Top of Data under study

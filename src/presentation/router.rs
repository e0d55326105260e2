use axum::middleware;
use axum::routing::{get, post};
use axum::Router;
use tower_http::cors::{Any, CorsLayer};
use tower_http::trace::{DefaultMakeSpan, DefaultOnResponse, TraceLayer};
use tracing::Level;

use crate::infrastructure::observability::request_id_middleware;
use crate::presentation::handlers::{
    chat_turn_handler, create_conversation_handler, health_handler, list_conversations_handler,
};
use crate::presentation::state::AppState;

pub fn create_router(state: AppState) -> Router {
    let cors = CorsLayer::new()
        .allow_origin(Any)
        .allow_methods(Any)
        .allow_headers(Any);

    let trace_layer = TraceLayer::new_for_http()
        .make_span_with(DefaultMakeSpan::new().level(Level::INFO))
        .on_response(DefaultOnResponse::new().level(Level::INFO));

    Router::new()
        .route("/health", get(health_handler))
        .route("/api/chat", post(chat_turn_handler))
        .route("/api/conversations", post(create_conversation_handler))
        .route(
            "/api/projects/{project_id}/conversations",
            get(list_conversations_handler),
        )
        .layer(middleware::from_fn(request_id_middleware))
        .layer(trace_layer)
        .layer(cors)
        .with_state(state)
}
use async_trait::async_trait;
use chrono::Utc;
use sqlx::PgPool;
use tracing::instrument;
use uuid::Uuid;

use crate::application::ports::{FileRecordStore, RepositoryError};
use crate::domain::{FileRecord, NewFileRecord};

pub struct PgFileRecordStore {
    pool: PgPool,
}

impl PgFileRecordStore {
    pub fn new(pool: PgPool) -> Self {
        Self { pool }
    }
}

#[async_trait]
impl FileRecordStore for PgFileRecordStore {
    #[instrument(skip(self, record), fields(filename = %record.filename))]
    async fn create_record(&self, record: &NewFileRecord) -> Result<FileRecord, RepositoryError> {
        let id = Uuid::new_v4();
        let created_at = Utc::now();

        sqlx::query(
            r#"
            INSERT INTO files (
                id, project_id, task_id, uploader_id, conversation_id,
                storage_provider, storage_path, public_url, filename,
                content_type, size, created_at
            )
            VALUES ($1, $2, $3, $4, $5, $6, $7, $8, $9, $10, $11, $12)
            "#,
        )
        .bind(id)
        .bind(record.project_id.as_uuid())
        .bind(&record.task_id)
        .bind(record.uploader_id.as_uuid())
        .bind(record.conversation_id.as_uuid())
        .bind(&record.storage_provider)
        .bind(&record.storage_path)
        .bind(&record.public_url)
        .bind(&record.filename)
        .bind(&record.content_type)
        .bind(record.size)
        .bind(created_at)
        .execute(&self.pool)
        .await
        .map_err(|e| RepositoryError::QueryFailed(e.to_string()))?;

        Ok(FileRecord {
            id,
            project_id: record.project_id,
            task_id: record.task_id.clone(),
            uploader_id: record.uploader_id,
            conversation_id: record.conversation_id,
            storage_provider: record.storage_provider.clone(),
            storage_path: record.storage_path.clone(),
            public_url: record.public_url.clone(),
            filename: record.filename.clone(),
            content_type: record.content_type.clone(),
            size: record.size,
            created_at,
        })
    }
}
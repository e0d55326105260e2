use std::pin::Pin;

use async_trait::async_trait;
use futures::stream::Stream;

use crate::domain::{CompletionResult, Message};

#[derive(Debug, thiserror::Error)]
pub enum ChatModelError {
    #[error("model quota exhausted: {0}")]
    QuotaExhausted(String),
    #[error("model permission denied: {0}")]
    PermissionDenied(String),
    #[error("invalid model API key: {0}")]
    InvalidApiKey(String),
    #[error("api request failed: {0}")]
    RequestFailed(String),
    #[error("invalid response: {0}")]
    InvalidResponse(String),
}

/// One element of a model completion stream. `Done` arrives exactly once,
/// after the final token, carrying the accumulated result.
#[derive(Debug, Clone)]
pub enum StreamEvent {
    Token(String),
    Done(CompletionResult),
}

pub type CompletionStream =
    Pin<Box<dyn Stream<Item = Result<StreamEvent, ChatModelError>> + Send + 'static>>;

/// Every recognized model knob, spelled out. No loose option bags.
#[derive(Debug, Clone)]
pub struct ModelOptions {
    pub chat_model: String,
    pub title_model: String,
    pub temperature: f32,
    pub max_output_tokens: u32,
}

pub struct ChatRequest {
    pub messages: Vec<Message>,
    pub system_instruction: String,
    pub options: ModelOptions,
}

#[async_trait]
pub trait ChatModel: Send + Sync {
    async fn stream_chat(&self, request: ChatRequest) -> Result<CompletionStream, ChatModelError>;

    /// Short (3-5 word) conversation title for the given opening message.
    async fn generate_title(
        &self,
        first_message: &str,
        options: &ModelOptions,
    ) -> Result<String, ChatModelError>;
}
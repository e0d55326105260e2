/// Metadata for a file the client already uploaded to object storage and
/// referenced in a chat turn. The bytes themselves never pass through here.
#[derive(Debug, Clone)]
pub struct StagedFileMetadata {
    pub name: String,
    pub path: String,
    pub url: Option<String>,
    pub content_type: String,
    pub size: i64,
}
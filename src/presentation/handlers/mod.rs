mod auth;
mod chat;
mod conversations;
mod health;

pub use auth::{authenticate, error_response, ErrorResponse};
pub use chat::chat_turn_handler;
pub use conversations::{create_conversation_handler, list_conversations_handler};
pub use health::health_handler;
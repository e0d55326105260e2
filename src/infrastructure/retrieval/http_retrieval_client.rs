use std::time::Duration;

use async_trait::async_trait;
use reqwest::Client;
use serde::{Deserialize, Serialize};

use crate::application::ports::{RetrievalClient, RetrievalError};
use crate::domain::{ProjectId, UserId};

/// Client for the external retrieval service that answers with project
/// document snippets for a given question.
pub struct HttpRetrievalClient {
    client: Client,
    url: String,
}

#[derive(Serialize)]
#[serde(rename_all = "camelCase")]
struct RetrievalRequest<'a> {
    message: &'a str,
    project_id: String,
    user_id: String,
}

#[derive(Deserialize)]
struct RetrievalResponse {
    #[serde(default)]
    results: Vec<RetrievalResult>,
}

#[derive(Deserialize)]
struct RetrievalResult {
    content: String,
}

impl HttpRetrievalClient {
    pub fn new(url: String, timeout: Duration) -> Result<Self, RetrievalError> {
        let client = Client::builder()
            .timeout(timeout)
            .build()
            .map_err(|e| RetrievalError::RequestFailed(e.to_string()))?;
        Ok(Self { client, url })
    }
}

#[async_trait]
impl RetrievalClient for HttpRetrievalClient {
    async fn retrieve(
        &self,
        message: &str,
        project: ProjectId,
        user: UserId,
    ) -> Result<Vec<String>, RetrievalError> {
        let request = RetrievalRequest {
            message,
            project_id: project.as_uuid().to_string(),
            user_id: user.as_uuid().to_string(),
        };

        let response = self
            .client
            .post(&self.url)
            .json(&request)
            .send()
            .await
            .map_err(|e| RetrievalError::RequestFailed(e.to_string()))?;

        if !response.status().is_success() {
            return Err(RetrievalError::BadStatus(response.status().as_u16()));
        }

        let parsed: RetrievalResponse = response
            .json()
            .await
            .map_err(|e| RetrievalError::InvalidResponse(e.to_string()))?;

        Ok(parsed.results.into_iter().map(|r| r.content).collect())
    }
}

Bottom of Data under study
Top of Data under study

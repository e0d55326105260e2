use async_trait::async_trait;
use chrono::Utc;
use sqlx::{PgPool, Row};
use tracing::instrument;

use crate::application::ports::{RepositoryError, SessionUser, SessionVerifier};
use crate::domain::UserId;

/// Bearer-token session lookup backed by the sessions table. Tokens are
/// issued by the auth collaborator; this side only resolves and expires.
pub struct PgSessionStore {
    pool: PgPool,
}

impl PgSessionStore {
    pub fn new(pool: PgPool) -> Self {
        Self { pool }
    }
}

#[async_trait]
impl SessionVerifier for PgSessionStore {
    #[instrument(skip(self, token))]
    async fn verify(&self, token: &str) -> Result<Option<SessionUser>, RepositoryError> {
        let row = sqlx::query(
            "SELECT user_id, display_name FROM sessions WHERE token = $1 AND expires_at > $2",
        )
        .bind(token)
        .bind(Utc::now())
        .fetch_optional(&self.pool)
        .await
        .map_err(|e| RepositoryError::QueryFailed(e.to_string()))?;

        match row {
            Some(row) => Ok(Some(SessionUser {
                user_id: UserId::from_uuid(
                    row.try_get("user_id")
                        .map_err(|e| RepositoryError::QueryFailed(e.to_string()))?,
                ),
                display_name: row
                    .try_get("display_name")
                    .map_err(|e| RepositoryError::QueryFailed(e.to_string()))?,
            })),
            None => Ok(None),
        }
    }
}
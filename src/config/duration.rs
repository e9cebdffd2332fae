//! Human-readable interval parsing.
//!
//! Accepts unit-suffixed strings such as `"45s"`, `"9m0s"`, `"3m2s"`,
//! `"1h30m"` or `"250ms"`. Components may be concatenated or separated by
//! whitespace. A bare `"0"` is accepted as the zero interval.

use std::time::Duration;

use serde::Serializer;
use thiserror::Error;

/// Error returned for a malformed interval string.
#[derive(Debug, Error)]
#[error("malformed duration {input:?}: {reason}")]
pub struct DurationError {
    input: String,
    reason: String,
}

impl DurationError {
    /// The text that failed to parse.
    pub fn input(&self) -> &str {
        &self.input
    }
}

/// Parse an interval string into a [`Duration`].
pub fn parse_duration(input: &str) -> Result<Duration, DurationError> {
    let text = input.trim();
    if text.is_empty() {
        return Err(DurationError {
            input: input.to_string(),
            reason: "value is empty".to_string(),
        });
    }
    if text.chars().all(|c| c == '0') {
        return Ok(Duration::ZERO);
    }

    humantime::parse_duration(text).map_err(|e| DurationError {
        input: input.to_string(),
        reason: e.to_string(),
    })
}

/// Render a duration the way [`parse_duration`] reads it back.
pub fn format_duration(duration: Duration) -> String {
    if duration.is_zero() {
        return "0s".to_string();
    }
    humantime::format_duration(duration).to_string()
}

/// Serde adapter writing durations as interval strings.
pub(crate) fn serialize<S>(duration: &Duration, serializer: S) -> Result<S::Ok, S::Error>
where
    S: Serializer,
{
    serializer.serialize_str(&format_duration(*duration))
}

Bottom of Data under study

■ What is required
Give only the number of lines in the data that hold the string "PgFileRecordStore".

■ Problem solution
3